İç interkostal kaslar kaburga açısının yanından başlar ve sternumun yan kenarına ulaşır. Üstteki nervürün iç kenarından kaynaklanırlar ve yukarıdan aşağıya ve önden arkaya bir yöne sahip olarak alttaki nervürün üst kenarına bağlanırlar. İç interkostal kasların bu düzenlemesi pratik açıdan önemlidir: omurgadan kaburgaların köşesine kadar olan arka bölümlerde, interkostal damarlar ve sinirler yalnızca endotorasik fasya ve parietal plevra ile kaplıdır ve kolayca hasar görebilir. yapışıklıklar doğrudan göğüs duvarında yakılır.

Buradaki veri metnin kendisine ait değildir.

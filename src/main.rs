use anyhow::Context;
use clap::{Parser, Subcommand};
use knife_drift::{
    commands, load_config, CommandError, FindSide, HttpRemote, LocalRepo, Report,
};
use std::path::PathBuf;
use std::process::ExitCode;
use tracing::debug;
use tracing_subscriber::EnvFilter;

/// Compare a local chef-repo against a Chef server
#[derive(Parser, Debug)]
#[command(author, version, about, long_about = None)]
struct Args {
    /// Root of the local chef-repo
    #[arg(long, env = "KNIFE_DRIFT_REPO", default_value = ".")]
    repo: PathBuf,

    /// Configuration file (default: <repo>/knife-drift.json when present)
    #[arg(long, env = "KNIFE_DRIFT_CONFIG")]
    config: Option<PathBuf>,

    /// Server URL, overriding the configuration file
    #[arg(long, env = "KNIFE_DRIFT_SERVER_URL")]
    server_url: Option<String>,

    /// Log debug output to stderr
    #[arg(short, long)]
    verbose: bool,

    #[command(subcommand)]
    command: Command,
}

#[derive(Subcommand, Debug)]
enum Command {
    /// Compare cookbook names
    Cookbooks,

    /// Compare the files of a cookbook
    Cookbook {
        /// Cookbook name
        name: Option<String>,

        /// Compare all cookbooks (list provided by local repo), rather than just a single cookbook
        #[arg(short, long)]
        all: bool,
    },

    /// Compare data bag names
    Databags,

    /// Compare the item names of a data bag
    DatabagItems {
        /// Data bag name
        bag: Option<String>,
    },

    /// Compare the item names and contents of a data bag
    Databag {
        /// Data bag name
        bag: Option<String>,
    },

    /// Compare role names and contents
    Roles,

    /// List cookbook file paths containing some text
    Find {
        /// Side to search
        #[arg(value_enum)]
        side: FindSide,

        /// Text to look for in file paths
        text: Option<String>,
    },
}

fn init_logging(verbose: bool) {
    let default = if verbose { "debug" } else { "warn" };
    let filter = EnvFilter::try_from_default_env().unwrap_or_else(|_| EnvFilter::new(default));
    tracing_subscriber::fmt()
        .with_env_filter(filter)
        .with_writer(std::io::stderr)
        .init();
}

async fn run(args: Args) -> anyhow::Result<Report> {
    let mut config = load_config(&args.repo, args.config.as_deref())
        .await
        .context("Failed to load configuration")?;
    if let Some(url) = &args.server_url {
        config = config.with_server_url(url)?;
    }
    debug!(?config, "Configuration loaded");

    let repo = LocalRepo::new(&config);
    let remote = HttpRemote::new(&config).context("Failed to create server client")?;

    let report = match &args.command {
        Command::Cookbooks => commands::diff_cookbooks(&repo, &remote).await?,
        Command::Cookbook { name, all } => {
            commands::diff_cookbook(&repo, &remote, name.as_deref(), *all).await?
        }
        Command::Databags => commands::diff_databags(&repo, &remote).await?,
        Command::DatabagItems { bag } => {
            commands::diff_databag_items(&repo, &remote, bag.as_deref()).await?
        }
        Command::Databag { bag } => commands::diff_databag(&repo, &remote, bag.as_deref()).await?,
        Command::Roles => commands::diff_roles(&repo, &remote).await?,
        Command::Find { side, text } => {
            commands::find_files(&repo, &remote, *side, text.as_deref()).await?
        }
    };

    Ok(report)
}

#[tokio::main(flavor = "current_thread")]
async fn main() -> ExitCode {
    let args = Args::parse();
    init_logging(args.verbose);

    match run(args).await {
        Ok(report) => {
            print!("{report}");
            ExitCode::SUCCESS
        }
        Err(e) => {
            if let Some(CommandError::MissingArgument(_)) = e.downcast_ref::<CommandError>() {
                eprintln!("ERROR: {e}");
                eprintln!("Run with --help for usage.");
            } else {
                eprintln!("ERROR: {e:#}");
            }
            ExitCode::FAILURE
        }
    }
}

İÇİNDE aralık her kaburganın alt kenarı boyunca dış ve iç interkostal kaslar arasında, interkostal damarların ve sinirin yerleştirildiği bir oluk (sulcus costalis) vardır. İnterkostal arterlerdeki kan akışı üç kaynaktan gerçekleştirilir: 1) iki üst interkostal boşluk için bir dal (a. intercostalis suprema) veren truncus costo-cervicalis; 2) 9 çift posterior interkostal arterin çıktığı torasik aort (aa. intercostales posteriores); 3 A. anterior interkostal arterlerin ayrıldığı mammaria interna (aa. intercostales anteriores) - her interkostal boşluk için iki tane.

Posterior ve anterior interkostal arterler birbirleriyle geniş bir şekilde anastomoz yaparlar. Omurgadan başlayan posterior interkostal arterler, sulkus costalis'te kaburgaların iç yüzeyinde bulunur. Koltuk altı hattının önünde, interkostal arterler interkostal boşluklara girer. Böylece, koltuk altı hattından dorsal olarak, interkostal arterler kaburgalar tarafından korunur ve koltuk altı hattından ventral olarak, kaburgaların alt kenarında yer aldıkları için kaburgalar tarafından korunmazlar. İnterkostal arterlerin bu pozisyonunun pratik önemi, gerekirse aksiller hattan ventral olarak delmek için trokarın alttaki kaburganın üst kenarına eğik olarak yönlendirilmesi gerektiğidir.